## What to do:
From the entries that follow, gather each line holding the word "struct".

[[ Information provided, beginning ]]

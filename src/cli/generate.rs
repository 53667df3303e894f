use std::collections::HashSet;
use std::path::PathBuf;

use anyhow::Context;
use clap::Args;
use rand::Rng;
use serde::Serialize;
use tracing::{debug, info};

use crate::catalog::ContigCatalog;
use crate::cli::OutputFormat;
use crate::core::header::{build_header_with_catalog, DEFAULT_SAMPLE};
use crate::core::variant::Variant;
use crate::generation::{seeded_rng, sort_variants, VariantGenerator};
use crate::output::write_vcf_file;
use crate::parsing::vcf::parse_vcf_file;
use crate::utils::validation::{file_md5, verify_parsed_vcf};

#[derive(Args)]
pub struct GenerateArgs {
    /// Path to the output VCF file ('.gz' suffix for gzip)
    #[arg(short, long, required = true)]
    pub output: PathBuf,

    /// Number of variants to generate
    #[arg(
        short = 'n',
        long = "num_variants",
        visible_alias = "num-variants",
        default_value = "100"
    )]
    pub num_variants: usize,

    /// Random seed; drawn from the OS and reported in the summary when omitted
    #[arg(short, long)]
    pub seed: Option<u64>,

    /// Sample name for the genotype column
    #[arg(long, default_value = DEFAULT_SAMPLE)]
    pub sample: String,

    /// Path to a custom contig catalog (JSON, as produced by `ContigCatalog::to_json`)
    #[arg(long)]
    pub catalog: Option<PathBuf>,

    /// Stamp a ##fileDate line with today's date (output then varies by day)
    #[arg(long)]
    pub date: bool,

    /// Re-read the written file and check every record
    #[arg(long)]
    pub verify: bool,
}

/// What a run produced
#[derive(Debug, Serialize)]
struct RunSummary {
    output: String,
    variants: usize,
    sample: String,
    seed: u64,
    contigs_used: usize,
    md5: String,
    verified: bool,
}

/// Generate, sort and write a synthetic VCF, then report on it
///
/// # Errors
///
/// Returns an error if the catalog or sample name is invalid, generation fails,
/// the output cannot be written, or `--verify` finds a problem.
#[allow(clippy::needless_pass_by_value)] // CLI entry point, values from clap
pub fn run(args: GenerateArgs, format: OutputFormat) -> anyhow::Result<()> {
    let catalog = match &args.catalog {
        Some(path) => ContigCatalog::load_from_file(path)
            .with_context(|| format!("Failed to load catalog {}", path.display()))?,
        None => ContigCatalog::human(),
    };

    let mut header = build_header_with_catalog(&[args.sample.as_str()], &catalog)?;
    if args.date {
        header = header.with_file_date(chrono::Local::now().date_naive());
    }

    let seed = args.seed.unwrap_or_else(|| rand::rng().random());
    info!("Using seed {seed}");

    let mut rng = seeded_rng(seed);
    let records = VariantGenerator::new(&catalog, &header).generate(args.num_variants, &mut rng)?;
    let records = sort_variants(records, &catalog)?;

    write_vcf_file(&args.output, &header, &records)
        .with_context(|| format!("Failed to write {}", args.output.display()))?;

    if args.verify {
        let parsed = parse_vcf_file(&args.output)
            .with_context(|| format!("Failed to re-read {}", args.output.display()))?;
        let verified = verify_parsed_vcf(&parsed, records.len(), &header.samples)?;
        debug!(
            "Verified {} records on {} contigs",
            verified.records, verified.contigs_used
        );
    }

    let summary = RunSummary {
        output: args.output.display().to_string(),
        variants: records.len(),
        sample: args.sample.clone(),
        seed,
        contigs_used: count_contigs(&records),
        md5: file_md5(&args.output)?,
        verified: args.verify,
    };

    match format {
        OutputFormat::Text => print_text_summary(&summary),
        OutputFormat::Json => println!("{}", serde_json::to_string_pretty(&summary)?),
        OutputFormat::Tsv => print_tsv_summary(&summary),
    }

    Ok(())
}

fn count_contigs(records: &[Variant]) -> usize {
    records
        .iter()
        .map(|r| r.contig.as_str())
        .collect::<HashSet<_>>()
        .len()
}

fn print_text_summary(summary: &RunSummary) {
    println!("Synthetic VCF");
    println!("{}", "=".repeat(60));
    println!("  Output: {}", summary.output);
    println!("  Variants: {}", summary.variants);
    println!("  Contigs used: {}", summary.contigs_used);
    println!("  Sample: {}", summary.sample);
    println!("  Seed: {}", summary.seed);
    println!("  MD5: {}", summary.md5);
    if summary.verified {
        println!("  Verified: yes");
    }
}

fn print_tsv_summary(summary: &RunSummary) {
    println!("output\tvariants\tcontigs_used\tsample\tseed\tmd5\tverified");
    println!(
        "{}\t{}\t{}\t{}\t{}\t{}\t{}",
        summary.output,
        summary.variants,
        summary.contigs_used,
        summary.sample,
        summary.seed,
        summary.md5,
        summary.verified,
    );
}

[[ Information provided, end ]]

## Result of the exercise:
pub struct GenerateArgs {
struct RunSummary {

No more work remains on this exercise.